### The task
Check each line of the material for the string "Papad", and copy the lines that have it.

### Provided data
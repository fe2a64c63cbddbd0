//! HTTP flow tests for the checkout draft and confirmation.

#![allow(clippy::unwrap_used)]

mod common;

use axum::http::{StatusCode, header};

use common::{add_to_cart, app, body_string, get, post_form, send};

const DETAILS: &str = "name=Asha+Rao&phone=9876543210&address1=12+MG+Road&city=Bengaluru&state=Karnataka&pincode=560001";

#[tokio::test]
async fn test_checkout_with_empty_cart_shows_empty_state() {
    let app = app();
    let body = body_string(send(&app, get("/checkout", None)).await).await;
    assert!(body.contains("Your cart is empty."));
}

#[tokio::test]
async fn test_checkout_rebuilds_draft_from_cart() {
    let app = app();
    let cookie = add_to_cart(&app, "name=Chicken+Dum+Biryani").await;

    let body = body_string(send(&app, get("/checkout", Some(&cookie))).await).await;
    assert!(body.contains("Chicken Dum Biryani"));
    // Flat tax on top of the 299 subtotal
    assert!(body.contains("₹200"));
    assert!(body.contains("₹499"));
    // Spice resets to the default on entry
    assert!(body.contains(r#"<option value="Medium" selected>"#));
    // Confirm stays gated until details are complete
    assert!(body.contains("disabled"));
}

#[tokio::test]
async fn test_details_unlock_the_confirm_gate() {
    let app = app();
    let cookie = add_to_cart(&app, "name=Chicken+Dum+Biryani").await;
    send(&app, get("/checkout", Some(&cookie))).await;

    let response = send(&app, post_form("/checkout/details", DETAILS, Some(&cookie))).await;
    assert_eq!(response.status(), StatusCode::OK);
    let body = body_string(response).await;
    assert!(!body.contains("disabled"));
}

#[tokio::test]
async fn test_details_with_bad_phone_keep_the_gate_closed() {
    let app = app();
    let cookie = add_to_cart(&app, "name=Chicken+Dum+Biryani").await;
    send(&app, get("/checkout", Some(&cookie))).await;

    let bad = DETAILS.replace("9876543210", "1234567890");
    let body = body_string(send(&app, post_form("/checkout/details", &bad, Some(&cookie))).await)
        .await;
    assert!(body.contains("disabled"));
}

#[tokio::test]
async fn test_spice_selection_sticks() {
    let app = app();
    let cookie = add_to_cart(&app, "name=Chicken+Dum+Biryani").await;
    send(&app, get("/checkout", Some(&cookie))).await;

    let body = body_string(
        send(
            &app,
            post_form(
                "/checkout/spice",
                "name=Chicken+Dum+Biryani&spice=Royal",
                Some(&cookie),
            ),
        )
        .await,
    )
    .await;
    assert!(body.contains(r#"<option value="Royal" selected>Royal (Spicy)</option>"#));
}

#[tokio::test]
async fn test_quantity_delta_below_one_removes_the_line() {
    let app = app();
    let cookie = add_to_cart(&app, "name=Raita").await;
    send(&app, get("/checkout", Some(&cookie))).await;

    let body = body_string(
        send(
            &app,
            post_form("/checkout/quantity", "name=Raita&delta=-1", Some(&cookie)),
        )
        .await,
    )
    .await;
    assert!(body.contains("Your cart is empty."));
}

#[tokio::test]
async fn test_confirm_without_a_draft_redirects_to_cart() {
    let app = app();
    let response = send(&app, post_form("/checkout/confirm", "", None)).await;
    assert_eq!(response.status(), StatusCode::SEE_OTHER);
    assert_eq!(response.headers()[header::LOCATION], "/cart");
}

#[tokio::test]
async fn test_confirm_with_incomplete_details_bounces_back() {
    let app = app();
    let cookie = add_to_cart(&app, "name=Raita").await;
    send(&app, get("/checkout", Some(&cookie))).await;

    let response = send(&app, post_form("/checkout/confirm", "", Some(&cookie))).await;
    assert_eq!(response.status(), StatusCode::SEE_OTHER);
    assert_eq!(response.headers()[header::LOCATION], "/checkout");
}

#[tokio::test]
async fn test_full_checkout_flow_confirms_the_order() {
    let app = app();
    let cookie = add_to_cart(&app, "name=Chicken+Dum+Biryani").await;
    send(&app, get("/checkout", Some(&cookie))).await;
    send(&app, post_form("/checkout/details", DETAILS, Some(&cookie))).await;

    let response = send(&app, post_form("/checkout/confirm", "", Some(&cookie))).await;
    assert_eq!(response.status(), StatusCode::SEE_OTHER);
    assert_eq!(response.headers()[header::LOCATION], "/checkout/confirmed");

    let body = body_string(send(&app, get("/checkout/confirmed", Some(&cookie))).await).await;
    assert!(body.contains("Asha Rao"));
    assert!(body.contains("Chicken Dum Biryani"));
    assert!(body.contains("₹499"));
    assert!(body.contains("12 MG Road, Bengaluru, Karnataka, 560001"));
}

#[tokio::test]
async fn test_repeated_confirm_reuses_the_confirmed_order() {
    let app = app();
    let cookie = add_to_cart(&app, "name=Chicken+Dum+Biryani").await;
    send(&app, get("/checkout", Some(&cookie))).await;
    send(&app, post_form("/checkout/details", DETAILS, Some(&cookie))).await;
    send(&app, post_form("/checkout/confirm", "", Some(&cookie))).await;

    let first = body_string(send(&app, get("/checkout/confirmed", Some(&cookie))).await).await;

    let response = send(&app, post_form("/checkout/confirm", "", Some(&cookie))).await;
    assert_eq!(response.status(), StatusCode::SEE_OTHER);
    assert_eq!(response.headers()[header::LOCATION], "/checkout/confirmed");

    let second = body_string(send(&app, get("/checkout/confirmed", Some(&cookie))).await).await;
    assert_eq!(first, second);
}

#[tokio::test]
async fn test_confirmed_page_without_an_order_redirects() {
    let app = app();
    let response = send(&app, get("/checkout/confirmed", None)).await;
    assert_eq!(response.status(), StatusCode::SEE_OTHER);
    assert_eq!(response.headers()[header::LOCATION], "/checkout");
}
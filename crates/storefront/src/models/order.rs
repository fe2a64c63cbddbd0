//! The checkout draft and the confirmed order it becomes.
//!
//! The draft is built from the cart when the shopper enters checkout and is
//! persisted after every edit (write-through under the draft key). Cart and
//! draft deliberately diverge on one rule: decrementing a cart line floors
//! at 1, while decrementing a draft line to zero removes it.
//!
//! Confirming replaces the in-progress snapshot with a final one under the
//! same key; [`DraftSnapshot`] models the two shapes.

use chrono::{DateTime, Utc};
use serde::{Deserialize, Serialize};
use thiserror::Error;

use royal_biryani_core::{Cart, CatalogItem, OrderId, Phone, Pincode, Price, SpiceLevel};

/// Flat delivery tax added to every order, in rupees.
pub const DELIVERY_TAX: Price = Price::new(200);

/// One draft line: a cart line plus a spice preference.
#[derive(Debug, Clone, PartialEq, Eq, Serialize, Deserialize)]
pub struct OrderLine {
    #[serde(flatten)]
    pub item: CatalogItem,
    pub qty: u32,
    /// Defaults to Medium for lines carried over from older snapshots
    /// that predate spice selection.
    #[serde(default)]
    pub spice: SpiceLevel,
}

impl OrderLine {
    /// Price times quantity for this line.
    #[must_use]
    pub fn line_total(&self) -> Price {
        self.item.price * self.qty
    }
}

/// Delivery details entered on the checkout page.
///
/// All fields are free text until validated; `is_complete` is the gate for
/// the confirm action. Field names match the persisted `form` object.
#[derive(Debug, Clone, Default, PartialEq, Eq, Serialize, Deserialize)]
pub struct CustomerForm {
    #[serde(default)]
    pub name: String,
    #[serde(default)]
    pub phone: String,
    #[serde(default)]
    pub email: String,
    #[serde(default)]
    pub address1: String,
    #[serde(default)]
    pub address2: String,
    #[serde(default)]
    pub city: String,
    #[serde(default)]
    pub state: String,
    #[serde(default)]
    pub pincode: String,
    #[serde(default)]
    pub allergies: String,
}

impl CustomerForm {
    /// Whether the form satisfies the confirm gate.
    ///
    /// Name, address line 1, city, and state must be non-blank after
    /// trimming; phone must be a valid Indian mobile number; pincode must
    /// be six digits. Email, address line 2, and allergies are optional.
    #[must_use]
    pub fn is_complete(&self) -> bool {
        !self.name.trim().is_empty()
            && Phone::parse(&self.phone).is_ok()
            && !self.address1.trim().is_empty()
            && !self.city.trim().is_empty()
            && !self.state.trim().is_empty()
            && Pincode::parse(&self.pincode).is_ok()
    }
}

/// Itemized charges on the bill summary.
#[derive(Debug, Clone, Copy, PartialEq, Eq, Serialize, Deserialize)]
pub struct Charges {
    pub subtotal: Price,
    pub tax: Price,
    pub total: Price,
}

/// Why a draft cannot be confirmed.
#[derive(Debug, Error, PartialEq, Eq)]
pub enum DraftNotReady {
    #[error("the order has no items")]
    Empty,
    #[error("delivery details are incomplete")]
    IncompleteDetails,
}

/// An in-progress checkout draft.
///
/// Serialized as `{"items": [...], "form": {...}}`, the in-progress shape
/// of the draft snapshot.
#[derive(Debug, Clone, Default, PartialEq, Eq, Serialize, Deserialize)]
pub struct DraftOrder {
    #[serde(rename = "items")]
    pub lines: Vec<OrderLine>,
    #[serde(rename = "form", default)]
    pub customer: CustomerForm,
}

impl DraftOrder {
    /// Build a fresh draft from the cart.
    ///
    /// Every line starts at the default spice level and the form starts
    /// empty; entering checkout does not resume a previous draft.
    #[must_use]
    pub fn from_cart(cart: &Cart) -> Self {
        Self {
            lines: cart
                .lines()
                .iter()
                .map(|line| OrderLine {
                    item: line.item.clone(),
                    qty: line.qty,
                    spice: SpiceLevel::default(),
                })
                .collect(),
            customer: CustomerForm::default(),
        }
    }

    /// Whether the draft holds no lines.
    #[must_use]
    pub fn is_empty(&self) -> bool {
        self.lines.is_empty()
    }

    /// Set the spice level of the named line. Unknown names are ignored.
    pub fn set_spice(&mut self, name: &str, spice: SpiceLevel) {
        if let Some(line) = self.lines.iter_mut().find(|l| l.item.name == name) {
            line.spice = spice;
        }
    }

    /// Adjust the named line's quantity by `delta`.
    ///
    /// A result of zero or below removes the line. This is the opposite of
    /// the cart page, which floors decrements at 1.
    pub fn adjust_quantity(&mut self, name: &str, delta: i32) {
        if let Some(line) = self.lines.iter_mut().find(|l| l.item.name == name) {
            let next = i64::from(line.qty) + i64::from(delta);
            if next <= 0 {
                self.lines.retain(|l| l.item.name != name);
            } else {
                line.qty = u32::try_from(next).unwrap_or(u32::MAX);
            }
        }
    }

    /// Remove the named line unconditionally.
    pub fn remove_line(&mut self, name: &str) {
        self.lines.retain(|l| l.item.name != name);
    }

    /// Replace the delivery details.
    pub fn set_customer(&mut self, customer: CustomerForm) {
        self.customer = customer;
    }

    /// Sum of price times quantity over all lines.
    #[must_use]
    pub fn subtotal(&self) -> Price {
        self.lines.iter().map(OrderLine::line_total).sum()
    }

    /// The bill summary: subtotal, flat tax, grand total.
    #[must_use]
    pub fn charges(&self) -> Charges {
        let subtotal = self.subtotal();
        Charges {
            subtotal,
            tax: DELIVERY_TAX,
            total: subtotal + DELIVERY_TAX,
        }
    }

    /// Whether the confirm gate is satisfied.
    #[must_use]
    pub fn is_valid(&self) -> bool {
        !self.lines.is_empty() && self.customer.is_complete()
    }

    /// Finalize the draft into a confirmed order.
    ///
    /// # Errors
    ///
    /// Returns [`DraftNotReady`] if the draft is empty or the delivery
    /// details do not pass validation.
    pub fn confirm(self) -> Result<ConfirmedOrder, DraftNotReady> {
        if self.lines.is_empty() {
            return Err(DraftNotReady::Empty);
        }
        if !self.customer.is_complete() {
            return Err(DraftNotReady::IncompleteDetails);
        }

        let charges = self.charges();
        Ok(ConfirmedOrder {
            id: OrderId::new(),
            lines: self.lines,
            customer: self.customer,
            charges,
            created_at: Utc::now(),
        })
    }
}

/// A confirmed order, the final shape under the draft key.
#[derive(Debug, Clone, PartialEq, Serialize, Deserialize)]
pub struct ConfirmedOrder {
    pub id: OrderId,
    #[serde(rename = "items")]
    pub lines: Vec<OrderLine>,
    pub customer: CustomerForm,
    pub charges: Charges,
    #[serde(rename = "createdAt")]
    pub created_at: DateTime<Utc>,
}

/// The two shapes the draft key can hold.
///
/// `Confirmed` must stay first: a confirmed snapshot also satisfies the
/// in-progress shape (its extra fields would be ignored and the missing
/// `form` defaulted), so untagged matching tries the stricter shape first.
#[derive(Debug, Clone, PartialEq, Serialize, Deserialize)]
#[serde(untagged)]
pub enum DraftSnapshot {
    Confirmed(ConfirmedOrder),
    InProgress(DraftOrder),
}

#[cfg(test)]
#[allow(clippy::unwrap_used)]
mod tests {
    use super::*;

    fn cart_with(name: &str, price: i64, qty: u32) -> Cart {
        let mut cart = Cart::default();
        for _ in 0..qty {
            cart.add(CatalogItem::new(name, price, "/static/images/test.jpg", false));
        }
        cart
    }

    fn complete_form() -> CustomerForm {
        CustomerForm {
            name: "Asha Rao".to_owned(),
            phone: "9876543210".to_owned(),
            address1: "12 MG Road".to_owned(),
            city: "Bengaluru".to_owned(),
            state: "Karnataka".to_owned(),
            pincode: "560001".to_owned(),
            ..CustomerForm::default()
        }
    }

    #[test]
    fn test_from_cart_defaults_spice_to_medium() {
        let draft = DraftOrder::from_cart(&cart_with("Haleem Special", 299, 2));
        assert_eq!(draft.lines.len(), 1);
        assert_eq!(draft.lines[0].qty, 2);
        assert_eq!(draft.lines[0].spice, SpiceLevel::Medium);
        assert_eq!(draft.customer, CustomerForm::default());
    }

    #[test]
    fn test_adjust_quantity_removes_at_zero() {
        let mut draft = DraftOrder::from_cart(&cart_with("Raita", 49, 1));
        draft.adjust_quantity("Raita", -1);
        assert!(draft.is_empty());
    }

    #[test]
    fn test_adjust_quantity_up_and_down() {
        let mut draft = DraftOrder::from_cart(&cart_with("Butter Naan", 69, 1));
        draft.adjust_quantity("Butter Naan", 2);
        assert_eq!(draft.lines[0].qty, 3);
        draft.adjust_quantity("Butter Naan", -1);
        assert_eq!(draft.lines[0].qty, 2);
    }

    #[test]
    fn test_charges_add_flat_tax() {
        let draft = DraftOrder::from_cart(&cart_with("Dum Gosht Biryani", 329, 2));
        let charges = draft.charges();
        assert_eq!(charges.subtotal, Price::new(658));
        assert_eq!(charges.tax, Price::new(200));
        assert_eq!(charges.total, Price::new(858));
    }

    #[test]
    fn test_validation_rejects_bad_phone_and_pincode() {
        let mut draft = DraftOrder::from_cart(&cart_with("Phirni", 99, 1));

        let mut form = complete_form();
        form.phone = "1234567890".to_owned();
        draft.set_customer(form);
        assert!(!draft.is_valid());

        let mut form = complete_form();
        form.pincode = "5600".to_owned();
        draft.set_customer(form);
        assert!(!draft.is_valid());

        draft.set_customer(complete_form());
        assert!(draft.is_valid());
    }

    #[test]
    fn test_empty_draft_is_never_valid() {
        let mut draft = DraftOrder::default();
        draft.set_customer(complete_form());
        assert!(!draft.is_valid());
        assert_eq!(draft.confirm(), Err(DraftNotReady::Empty));
    }

    #[test]
    fn test_confirm_requires_complete_details() {
        let draft = DraftOrder::from_cart(&cart_with("Raita", 49, 1));
        assert_eq!(draft.confirm(), Err(DraftNotReady::IncompleteDetails));
    }

    #[test]
    fn test_confirm_captures_charges_and_timestamp() {
        let mut draft = DraftOrder::from_cart(&cart_with("Masala Chaas", 79, 3));
        draft.set_customer(complete_form());

        let order = draft.confirm().unwrap();
        assert_eq!(order.charges.subtotal, Price::new(237));
        assert_eq!(order.charges.total, Price::new(437));
        assert_eq!(order.customer.name, "Asha Rao");
    }

    #[test]
    fn test_in_progress_snapshot_shape() {
        let draft = DraftOrder::from_cart(&cart_with("Papad (2)", 29, 1));
        let json = serde_json::to_value(&draft).unwrap();

        assert!(json["items"].is_array());
        assert_eq!(json["items"][0]["name"], "Papad (2)");
        assert_eq!(json["items"][0]["spice"], "Medium");
        assert!(json["form"].is_object());
    }

    #[test]
    fn test_confirmed_snapshot_shape() {
        let mut draft = DraftOrder::from_cart(&cart_with("Raita", 49, 1));
        draft.set_customer(complete_form());
        let order = draft.confirm().unwrap();

        let json = serde_json::to_value(&order).unwrap();
        assert!(json["items"].is_array());
        assert!(json["customer"].is_object());
        assert_eq!(json["charges"]["tax"], 200);
        assert!(json["createdAt"].is_string());
    }

    #[test]
    fn test_snapshot_enum_distinguishes_shapes() {
        let draft = DraftOrder::from_cart(&cart_with("Raita", 49, 1));
        let json = serde_json::to_string(&DraftSnapshot::InProgress(draft)).unwrap();
        let back: DraftSnapshot = serde_json::from_str(&json).unwrap();
        assert!(matches!(back, DraftSnapshot::InProgress(_)));

        let mut draft = DraftOrder::from_cart(&cart_with("Raita", 49, 1));
        draft.set_customer(complete_form());
        let order = draft.confirm().unwrap();
        let json = serde_json::to_string(&DraftSnapshot::Confirmed(order)).unwrap();
        let back: DraftSnapshot = serde_json::from_str(&json).unwrap();
        assert!(matches!(back, DraftSnapshot::Confirmed(_)));
    }

    #[test]
    fn test_spice_defaults_when_missing_from_snapshot() {
        let json = r#"{"items":[{"name":"Raita","price":49,"img":"/i.jpg","veg":true,"qty":1}],"form":{}}"#;
        let draft: DraftOrder = serde_json::from_str(json).unwrap();
        assert_eq!(draft.lines[0].spice, SpiceLevel::Medium);
    }
}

### Answer to this problem
        let draft = DraftOrder::from_cart(&cart_with("Papad (2)", 29, 1));
        assert_eq!(json["items"][0]["name"], "Papad (2)");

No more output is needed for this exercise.